# [Provided records]

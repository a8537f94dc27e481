//! Material system for Phong shading
//!
//! A [`Material`] carries ambient/diffuse/specular colors, a shininess
//! exponent and a [`ColorSource`] that decides where the surface's base
//! color comes from: the mesh's per-vertex colors or a diffuse texture.
//! Materials and textures are shared through `Arc`; [`MaterialLibrary`]
//! keeps one instance per material name and per texture path so that many
//! models can reference the same pair.

use std::{
    collections::HashMap,
    path::{Path, PathBuf},
    sync::Arc,
};

use crate::gfx::{resources::texture_resource::TextureImage, scene::loader::LoadError};

/// Lowest accepted shininess exponent; smaller values are raised to it.
pub const MIN_SHININESS: f32 = 1.0;

/// Material ID for referencing materials in a [`MaterialLibrary`]
pub type MaterialId = String;

/// Where a material takes its base surface color from
#[derive(Debug, Clone)]
pub enum ColorSource {
    /// Interpolated per-vertex color.
    VertexColor,
    /// Diffuse texture sampled at the vertex texture coordinates.
    Texture(Arc<TextureImage>),
}

/// Phong material definition
///
/// Color components are conventionally in [0, 1] but are not clamped.
/// Shininess is clamped to at least [`MIN_SHININESS`].
#[derive(Debug, Clone)]
pub struct Material {
    pub name: String,
    pub ambient: [f32; 3],
    pub diffuse: [f32; 3],
    pub specular: [f32; 3],
    shininess: f32,
    pub color_source: ColorSource,
}

impl Default for Material {
    fn default() -> Self {
        Self::new("Default")
    }
}

impl Material {
    /// Creates a vertex-colored material with default Phong coefficients
    pub fn new(name: &str) -> Self {
        Self {
            name: name.to_string(),
            ambient: [0.2, 0.2, 0.2],
            diffuse: [0.8, 0.8, 0.8],
            specular: [1.0, 1.0, 1.0],
            shininess: 32.0,
            color_source: ColorSource::VertexColor,
        }
    }

    /// Builder pattern: Set ambient color
    pub fn with_ambient(mut self, r: f32, g: f32, b: f32) -> Self {
        self.ambient = [r, g, b];
        self
    }

    /// Builder pattern: Set diffuse color
    pub fn with_diffuse(mut self, r: f32, g: f32, b: f32) -> Self {
        self.diffuse = [r, g, b];
        self
    }

    /// Builder pattern: Set specular color
    pub fn with_specular(mut self, r: f32, g: f32, b: f32) -> Self {
        self.specular = [r, g, b];
        self
    }

    /// Builder pattern: Set shininess exponent
    pub fn with_shininess(mut self, shininess: f32) -> Self {
        self.set_shininess(shininess);
        self
    }

    /// Builder pattern: Sample base color from a diffuse texture
    pub fn with_texture(mut self, texture: Arc<TextureImage>) -> Self {
        self.color_source = ColorSource::Texture(texture);
        self
    }

    pub fn shininess(&self) -> f32 {
        self.shininess
    }

    pub fn set_shininess(&mut self, shininess: f32) {
        self.shininess = if shininess.is_nan() {
            MIN_SHININESS
        } else {
            shininess.max(MIN_SHININESS)
        };
    }

    pub fn uses_texture(&self) -> bool {
        matches!(self.color_source, ColorSource::Texture(_))
    }

    pub fn texture(&self) -> Option<&Arc<TextureImage>> {
        match &self.color_source {
            ColorSource::Texture(texture) => Some(texture),
            ColorSource::VertexColor => None,
        }
    }
}

/// Shared storage for materials and the textures they reference
///
/// Materials are keyed by an ID chosen by the caller (the loader uses
/// `"<obj path>#<material name>"`); textures are keyed by file path.
pub struct MaterialLibrary {
    materials: HashMap<MaterialId, Arc<Material>>,
    textures: HashMap<PathBuf, Arc<TextureImage>>,
    default_material: Arc<Material>,
}

impl Default for MaterialLibrary {
    fn default() -> Self {
        Self::new()
    }
}

impl MaterialLibrary {
    /// Creates a new library holding only the default material
    pub fn new() -> Self {
        Self {
            materials: HashMap::new(),
            textures: HashMap::new(),
            default_material: Arc::new(Material::default()),
        }
    }

    /// Adds or replaces a material, returning the shared handle
    pub fn add_material(&mut self, id: &str, material: Material) -> Arc<Material> {
        let material = Arc::new(material);
        self.materials.insert(id.to_string(), material.clone());
        material
    }

    pub fn get_material(&self, id: &str) -> Option<Arc<Material>> {
        self.materials.get(id).cloned()
    }

    /// Returns the cached material for `id`, building it on first request
    pub fn get_or_insert_material<F>(&mut self, id: &str, build: F) -> Result<Arc<Material>, LoadError>
    where
        F: FnOnce(&mut Self) -> Result<Material, LoadError>,
    {
        if let Some(material) = self.materials.get(id) {
            return Ok(material.clone());
        }
        let material = build(self)?;
        Ok(self.add_material(id, material))
    }

    pub fn default_material(&self) -> Arc<Material> {
        self.default_material.clone()
    }

    /// Loads a texture file once; later requests for the same path share it
    pub fn load_texture(&mut self, path: &Path) -> Result<Arc<TextureImage>, LoadError> {
        if let Some(texture) = self.textures.get(path) {
            return Ok(texture.clone());
        }

        let texture = Arc::new(TextureImage::open(path)?);
        log::info!(
            "loaded texture {} ({}x{})",
            path.display(),
            texture.dimensions().0,
            texture.dimensions().1
        );
        self.textures.insert(path.to_path_buf(), texture.clone());
        Ok(texture)
    }

    /// Lists all material IDs
    pub fn list_materials(&self) -> Vec<&MaterialId> {
        self.materials.keys().collect()
    }

    pub fn texture_count(&self) -> usize {
        self.textures.len()
    }
}

#[cfg(test)]
mod tests {
    use super::*;

    #[test]
    fn test_shininess_is_clamped_to_minimum() {
        assert_eq!(Material::new("m").with_shininess(0.0).shininess(), MIN_SHININESS);
        assert_eq!(Material::new("m").with_shininess(-5.0).shininess(), MIN_SHININESS);
        assert_eq!(Material::new("m").with_shininess(f32::NAN).shininess(), MIN_SHININESS);
        assert_eq!(Material::new("m").with_shininess(64.0).shininess(), 64.0);
    }

    #[test]
    fn test_colors_are_not_clamped() {
        let material = Material::new("hdr").with_diffuse(2.0, -0.5, 1.0);
        assert_eq!(material.diffuse, [2.0, -0.5, 1.0]);
    }

    #[test]
    fn test_color_source_variants() {
        let plain = Material::new("plain");
        assert!(!plain.uses_texture());
        assert!(plain.texture().is_none());

        let texture = Arc::new(TextureImage::solid_color("white", [1.0; 3]));
        let textured = Material::new("textured").with_texture(texture.clone());
        assert!(textured.uses_texture());
        assert!(Arc::ptr_eq(textured.texture().unwrap(), &texture));
    }

    #[test]
    fn test_library_shares_materials() {
        let mut library = MaterialLibrary::new();
        let mut builds = 0;
        let a = library
            .get_or_insert_material("cube.obj#red", |_| {
                builds += 1;
                Ok(Material::new("red"))
            })
            .unwrap();
        let b = library
            .get_or_insert_material("cube.obj#red", |_| {
                builds += 1;
                Ok(Material::new("red"))
            })
            .unwrap();
        assert_eq!(builds, 1);
        assert!(Arc::ptr_eq(&a, &b));
        assert_eq!(library.list_materials().len(), 1);
    }

    #[test]
    fn test_library_reports_missing_texture() {
        let mut library = MaterialLibrary::new();
        let result = library.load_texture(Path::new("missing/brick.png"));
        assert!(matches!(result, Err(LoadError::MissingTexture { .. })));
        assert_eq!(library.texture_count(), 0);
    }
}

# [About this exercise]
Every line in the entries above that mentions the word "textured" must be shown.

# [Answer space]
        let textured = Material::new("textured").with_texture(texture.clone());
        assert!(textured.uses_texture());
        assert!(Arc::ptr_eq(textured.texture().unwrap(), &texture));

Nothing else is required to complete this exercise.